Quando ho saputo della morte di Habtamu Scacchi ho avuto subito davanti agli occhi il video-appello che i suoi genitori avevano lanciato l’anno scorso, a seguito della prima fuga del ragazzo. Mi avevano colpito per la straordinaria dignità dell’atteggiamento, solo le mani intrecciate, quasi tentassero in ogni modo di non far tracimare l’angoscia e il senso di impotenza.
Oggi non riesco nemmeno a immaginare il loro dolore, invece.
Riesco solo a chiedermi perché, pensando anche a un altro caso di suicidio che avevo seguito alcuni anni fa, con impressionanti somiglianze. Un altro ragazzo venuto da lontano, in quel caso indiano, anche lui amatissimo, seguito, ben accolto.
“E allora perché?”, ho domandato al telefono a Graziella Teti, mamma e responsabile adozioni del più storico ente italiano, il Ciai. “E’ difficile parlare”, mi dice con la voce incrinata. “Sono come dei bellissimi fiori recisi, questi ragazzi. Possono avere un bel vaso, acqua sempre fresca, polverine per nutrirsi. Ma hanno bisogno delle radici, per vivere. La riconnessione e la riconciliazione con il passato sono passaggi necessari ma anche pesanti, molto pesanti. Tutto l’amore e la voglia di costruire della famiglia possono non bastare, soprattutto quando l’adottato è preadolescente”.
“Pensa a che periodo è l’adolescenza”, prosegue Graziella. “Se dentro a quella grande turbolenza esistenziale, che tutti i ragazzi vivono, metti anche la necessità disperata di capire chi sei e a chi appartieni, bisogna ammettere che i nostri figli hanno un carico molto più grande da portare”.
Sulla vicenda di Habtamu non si può dire altro, se non stringersi al dolore della famiglia.
Sulle adozioni, invece, c’è una riflessione che vale la pena fare. “Prima di tutto, ammettere che non è necessariamente la panacea di tutti i mali o lo strumento ideale per tutti”, sottolinea Graziella Teti. “Proprio perché oggi, sempre più, facciamo adozioni ad altissimo rischio di fallimento, con minori sempre più grandi e con dolorose esperienze sulle spalle, è fondamentale ascoltare la loro voce. E’ fondamentale capire, molto prima di un abbinamento, se quel bambino ha le risorse per affrontare un cambiamento radicale di vita. Ci è capitato e ci capita, come ente, di rinunciare ad alcune adozioni per trovare soluzioni alternative di sostegno nel paese d’appartenenza”.

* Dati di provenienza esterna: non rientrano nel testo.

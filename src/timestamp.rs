//! Stored instant decoding.
//!
//! Documents written by different clients carry timestamps in different
//! shapes. Everything is decoded into `DateTime<Utc>`; everything we write is
//! RFC 3339.

use chrono::{DateTime, NaiveDateTime, TimeZone, Utc};
use serde_json::Value;

/// Decode a stored instant, returning `None` for anything unrecognised.
///
/// Accepted shapes:
/// - RFC 3339 strings (our canonical write format)
/// - SQLite `datetime()` strings, with or without fractional seconds
/// - `{"seconds": .., "nanoseconds": ..}` and `{"_seconds": .., "_nanoseconds": ..}`
/// - integer epoch milliseconds
pub fn decode(value: &Value) -> Option<DateTime<Utc>> {
    match value {
        Value::String(s) => parse_str(s),
        Value::Number(n) => n
            .as_i64()
            .and_then(|ms| Utc.timestamp_millis_opt(ms).single()),
        Value::Object(map) => {
            let seconds = map
                .get("seconds")
                .or_else(|| map.get("_seconds"))
                .and_then(Value::as_i64)?;
            let nanos = map
                .get("nanoseconds")
                .or_else(|| map.get("_nanoseconds"))
                .and_then(Value::as_u64)
                .unwrap_or(0);
            let nanos = u32::try_from(nanos).ok()?;
            Utc.timestamp_opt(seconds, nanos).single()
        }
        _ => None,
    }
}

/// Decode an optional field, falling back to `default` when absent or invalid.
pub fn decode_or(value: Option<&Value>, default: DateTime<Utc>) -> DateTime<Utc> {
    value.and_then(decode).unwrap_or(default)
}

/// Encode an instant in the canonical stored form.
pub fn encode(at: DateTime<Utc>) -> Value {
    Value::String(at.to_rfc3339())
}

/// Serde adapter for required stored instants.
pub mod required {
    use chrono::{DateTime, Utc};
    use serde::de::Error as _;
    use serde::{Deserialize, Deserializer, Serializer};
    use serde_json::Value;

    pub fn serialize<S: Serializer>(at: &DateTime<Utc>, s: S) -> Result<S::Ok, S::Error> {
        s.serialize_str(&at.to_rfc3339())
    }

    pub fn deserialize<'de, D: Deserializer<'de>>(d: D) -> Result<DateTime<Utc>, D::Error> {
        let value = Value::deserialize(d)?;
        super::decode(&value).ok_or_else(|| D::Error::custom(format!("invalid timestamp: {value}")))
    }
}

/// Serde adapter for optional stored instants. Undecodable values read as `None`.
pub mod optional {
    use chrono::{DateTime, Utc};
    use serde::{Deserialize, Deserializer, Serializer};
    use serde_json::Value;

    pub fn serialize<S: Serializer>(at: &Option<DateTime<Utc>>, s: S) -> Result<S::Ok, S::Error> {
        match at {
            Some(at) => s.serialize_str(&at.to_rfc3339()),
            None => s.serialize_none(),
        }
    }

    pub fn deserialize<'de, D: Deserializer<'de>>(d: D) -> Result<Option<DateTime<Utc>>, D::Error> {
        let value = Option::<Value>::deserialize(d)?;
        Ok(value.as_ref().and_then(super::decode))
    }
}

fn parse_str(s: &str) -> Option<DateTime<Utc>> {
    if let Ok(dt) = DateTime::parse_from_rfc3339(s) {
        return Some(dt.with_timezone(&Utc));
    }
    if let Ok(ndt) = NaiveDateTime::parse_from_str(s, "%Y-%m-%d %H:%M:%S%.f") {
        return Some(ndt.and_utc());
    }
    if let Ok(ndt) = NaiveDateTime::parse_from_str(s, "%Y-%m-%d %H:%M:%S") {
        return Some(ndt.and_utc());
    }
    None
}
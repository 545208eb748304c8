//! Error types for fittrack-core.

/// Top-level error type for the crate.
#[derive(Debug, thiserror::Error)]
pub enum Error {
    #[error("Configuration error: {0}")]
    Config(#[from] ConfigError),

    #[error("Store error: {0}")]
    Store(#[from] StoreError),

    #[error("Onboarding error: {0}")]
    Onboarding(#[from] OnboardingError),
}

/// Configuration-related errors.
#[derive(Debug, thiserror::Error)]
pub enum ConfigError {
    #[error("Invalid configuration value for {key}: {message}")]
    InvalidValue { key: String, message: String },

    #[error("IO error: {0}")]
    Io(#[from] std::io::Error),
}

/// Document store errors.
#[derive(Debug, thiserror::Error)]
pub enum StoreError {
    #[error("Connection error: {0}")]
    Connection(String),

    #[error("Query failed: {0}")]
    Query(String),

    #[error("Document not found: {collection}/{id}")]
    NotFound { collection: String, id: String },

    #[error("Serialization error: {0}")]
    Serialization(String),

    #[error("Migration failed: {0}")]
    Migration(String),
}

impl From<serde_json::Error> for StoreError {
    fn from(e: serde_json::Error) -> Self {
        Self::Serialization(e.to_string())
    }
}

/// Errors surfaced by the critical onboarding writes.
#[derive(Debug, thiserror::Error)]
pub enum OnboardingError {
    #[error("An authenticated user is required")]
    AuthenticationRequired,

    #[error("Store unavailable: {0}")]
    StoreUnavailable(#[source] StoreError),

    /// The onboarding record was written but the completion flag was not.
    #[error("Onboarding data saved but completion flag write failed: {0}")]
    PartialWriteFailure(#[source] StoreError),
}

/// Result type alias for the crate.
pub type Result<T> = std::result::Result<T, Error>;
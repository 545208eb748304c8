//! libSQL backend: `DocumentStore` over a local libSQL database.
//!
//! Every document is one row in `documents`, with its fields stored as a JSON
//! object. Equality filters are pushed down with `json_extract`; ordering and
//! limits go through `store::query` so this backend orders exactly like the
//! in-memory one.

use std::path::Path;
use std::sync::Arc;

use async_trait::async_trait;
use chrono::Utc;
use libsql::{Connection, Database as LibSqlDatabase, params};
use tracing::{debug, info};

use super::migrations;
use super::query;
use super::traits::{Document, DocumentStore, Fields, Query, WriteOp, merge_fields};
use crate::error::StoreError;

/// libSQL document store.
///
/// Stores a single connection that is reused for all operations.
pub struct LibSqlStore {
    #[allow(dead_code)]
    db: Arc<LibSqlDatabase>,
    conn: Connection,
}

impl LibSqlStore {
    /// Open (or create) a local database file and run migrations.
    pub async fn new_local(path: &Path) -> Result<Self, StoreError> {
        if let Some(parent) = path.parent() {
            if !parent.as_os_str().is_empty() {
                std::fs::create_dir_all(parent).map_err(|e| {
                    StoreError::Connection(format!("Failed to create database directory: {e}"))
                })?;
            }
        }

        let db = libsql::Builder::new_local(path)
            .build()
            .await
            .map_err(|e| StoreError::Connection(format!("Failed to open libSQL database: {e}")))?;

        let store = Self::from_database(db).await?;
        info!(path = %path.display(), "Document store opened");
        Ok(store)
    }

    /// Create an in-memory database (for tests).
    pub async fn new_memory() -> Result<Self, StoreError> {
        let db = libsql::Builder::new_local(":memory:")
            .build()
            .await
            .map_err(|e| {
                StoreError::Connection(format!("Failed to create in-memory database: {e}"))
            })?;
        Self::from_database(db).await
    }

    async fn from_database(db: LibSqlDatabase) -> Result<Self, StoreError> {
        let conn = db
            .connect()
            .map_err(|e| StoreError::Connection(format!("Failed to create connection: {e}")))?;

        let store = Self {
            db: Arc::new(db),
            conn,
        };
        store.init_schema().await?;
        Ok(store)
    }

    async fn init_schema(&self) -> Result<(), StoreError> {
        migrations::run_migrations(&self.conn).await
    }

    fn conn(&self) -> &Connection {
        &self.conn
    }
}

// ── Helper functions ────────────────────────────────────────────────

/// JSON path for a top-level field, quoted so any key is addressable.
fn field_path(field: &str) -> String {
    format!("$.\"{}\"", field.replace('"', "\\\""))
}

/// SQL expression extracting `field` from the stored fields.
///
/// Plain identifiers are inlined as `'$.field'` so the expression matches the
/// expression indexes in `migrations`; other keys bind a quoted path as a
/// parameter.
fn field_expr(field: &str, values: &mut Vec<libsql::Value>) -> String {
    let plain = !field.is_empty()
        && field
            .chars()
            .all(|c| c.is_ascii_alphanumeric() || c == '_');
    if plain {
        format!("json_extract(fields, '$.{field}')")
    } else {
        values.push(libsql::Value::Text(field_path(field)));
        format!("json_extract(fields, ?{})", values.len())
    }
}

/// Build the filter SQL and parameters for a query.
fn query_sql(q: &Query) -> Result<(String, Vec<libsql::Value>), StoreError> {
    let mut sql = String::from("SELECT id, fields FROM documents WHERE collection = ?1");
    let mut values: Vec<libsql::Value> = vec![libsql::Value::Text(q.collection.clone())];

    for (field, expected) in &q.filters {
        let expr = field_expr(field, &mut values);
        values.push(libsql::Value::Text(serde_json::to_string(expected)?));
        sql.push_str(&format!(
            " AND {expr} IS json_extract(?{}, '$')",
            values.len()
        ));
    }
    Ok((sql, values))
}

fn parse_fields(raw: &str) -> Result<Fields, StoreError> {
    match serde_json::from_str::<serde_json::Value>(raw)? {
        serde_json::Value::Object(map) => Ok(map),
        other => Err(StoreError::Serialization(format!(
            "stored document is not an object: {other}"
        ))),
    }
}

fn encode_fields(fields: &Fields) -> Result<String, StoreError> {
    Ok(serde_json::to_string(fields)?)
}

/// Read the current fields of a document through `conn`.
async fn load_fields(
    conn: &Connection,
    collection: &str,
    id: &str,
) -> Result<Option<Fields>, StoreError> {
    let mut rows = conn
        .query(
            "SELECT fields FROM documents WHERE collection = ?1 AND id = ?2",
            params![collection, id],
        )
        .await
        .map_err(|e| StoreError::Query(format!("get: {e}")))?;

    match rows.next().await {
        Ok(Some(row)) => {
            let raw: String = row
                .get(0)
                .map_err(|e| StoreError::Query(format!("get: {e}")))?;
            Ok(Some(parse_fields(&raw)?))
        }
        Ok(None) => Ok(None),
        Err(e) => Err(StoreError::Query(format!("get: {e}"))),
    }
}

/// Upsert the merged fields of a document through `conn`.
async fn write_fields(
    conn: &Connection,
    collection: &str,
    id: &str,
    fields: &Fields,
) -> Result<(), StoreError> {
    let now = Utc::now().to_rfc3339();
    let raw = encode_fields(fields)?;
    conn.execute(
        "INSERT INTO documents (collection, id, fields, created_at, updated_at)
         VALUES (?1, ?2, ?3, ?4, ?4)
         ON CONFLICT (collection, id) DO UPDATE SET fields = ?3, updated_at = ?4",
        params![collection, id, raw, now],
    )
    .await
    .map_err(|e| StoreError::Query(format!("write: {e}")))?;
    Ok(())
}

/// Merge `incoming` into a document. `create` controls missing-document handling.
async fn merge_into(
    conn: &Connection,
    collection: &str,
    id: &str,
    incoming: Fields,
    create: bool,
) -> Result<(), StoreError> {
    let mut fields = match load_fields(conn, collection, id).await? {
        Some(existing) => existing,
        None if create => Fields::new(),
        None => {
            return Err(StoreError::NotFound {
                collection: collection.to_string(),
                id: id.to_string(),
            });
        }
    };
    merge_fields(&mut fields, incoming);
    write_fields(conn, collection, id, &fields).await
}

#[async_trait]
impl DocumentStore for LibSqlStore {
    async fn get(&self, collection: &str, id: &str) -> Result<Option<Document>, StoreError> {
        Ok(load_fields(self.conn(), collection, id)
            .await?
            .map(|fields| Document::new(id, fields)))
    }

    async fn query(&self, q: &Query) -> Result<Vec<Document>, StoreError> {
        let (sql, values) = query_sql(q)?;

        let mut rows = self
            .conn()
            .query(&sql, values)
            .await
            .map_err(|e| StoreError::Query(format!("query {}: {e}", q.collection)))?;

        let mut docs = Vec::new();
        while let Some(row) = rows
            .next()
            .await
            .map_err(|e| StoreError::Query(format!("query {}: {e}", q.collection)))?
        {
            let id: String = row
                .get(0)
                .map_err(|e| StoreError::Query(format!("query {}: {e}", q.collection)))?;
            let raw: String = row
                .get(1)
                .map_err(|e| StoreError::Query(format!("query {}: {e}", q.collection)))?;
            docs.push(Document::new(id, parse_fields(&raw)?));
        }

        // Ties in the requested order keep id order
        docs.sort_by(|a, b| a.id.cmp(&b.id));
        debug!(collection = %q.collection, matched = docs.len(), "Query executed");
        Ok(query::sort_and_limit(docs, q))
    }

    async fn set(&self, collection: &str, id: &str, fields: Fields) -> Result<(), StoreError> {
        let tx = self
            .conn()
            .transaction()
            .await
            .map_err(|e| StoreError::Query(format!("set: {e}")))?;
        if let Err(e) = merge_into(&tx, collection, id, fields, true).await {
            let _ = tx.rollback().await;
            return Err(e);
        }
        tx.commit()
            .await
            .map_err(|e| StoreError::Query(format!("set commit: {e}")))?;
        Ok(())
    }

    async fn update(&self, collection: &str, id: &str, fields: Fields) -> Result<(), StoreError> {
        let tx = self
            .conn()
            .transaction()
            .await
            .map_err(|e| StoreError::Query(format!("update: {e}")))?;
        if let Err(e) = merge_into(&tx, collection, id, fields, false).await {
            let _ = tx.rollback().await;
            return Err(e);
        }
        tx.commit()
            .await
            .map_err(|e| StoreError::Query(format!("update commit: {e}")))?;
        Ok(())
    }

    async fn batch_write(&self, ops: Vec<WriteOp>) -> Result<(), StoreError> {
        let count = ops.len();
        let tx = self
            .conn()
            .transaction()
            .await
            .map_err(|e| StoreError::Query(format!("batch_write: {e}")))?;
        for op in ops {
            if let Err(e) = merge_into(&tx, &op.collection, &op.id, op.fields, true).await {
                let _ = tx.rollback().await;
                return Err(e);
            }
        }
        tx.commit()
            .await
            .map_err(|e| StoreError::Query(format!("batch_write commit: {e}")))?;
        debug!(count, "Batch write committed");
        Ok(())
    }
}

Il Ciai è stato pioniere dei viaggi verso le origini. “Quanto sono necessari?”, chiedo. Graziella mi affida un aneddoto personale, legato alla prima volta in cui è tornata in Vietnam con sua figlia. “Alcune persone del suo villaggio la riconoscevano, la salutavano per nome. Non riesco a dimenticare la felicità del suo sguardo, quasi avesse ricevuto una conferma che aspettava: ecco, allora sono vietnamita! Il viaggio verso le origini è questo: rimettere a posto dei tasselli, magari non tutti, ma sicuramente tutti quelli che servono a capire che è necessario tenere aperto un dialogo con il tuo passato. E’ così che capisci che l’adozione non è stata uno strappo, ma solo un passaggio di testimone”.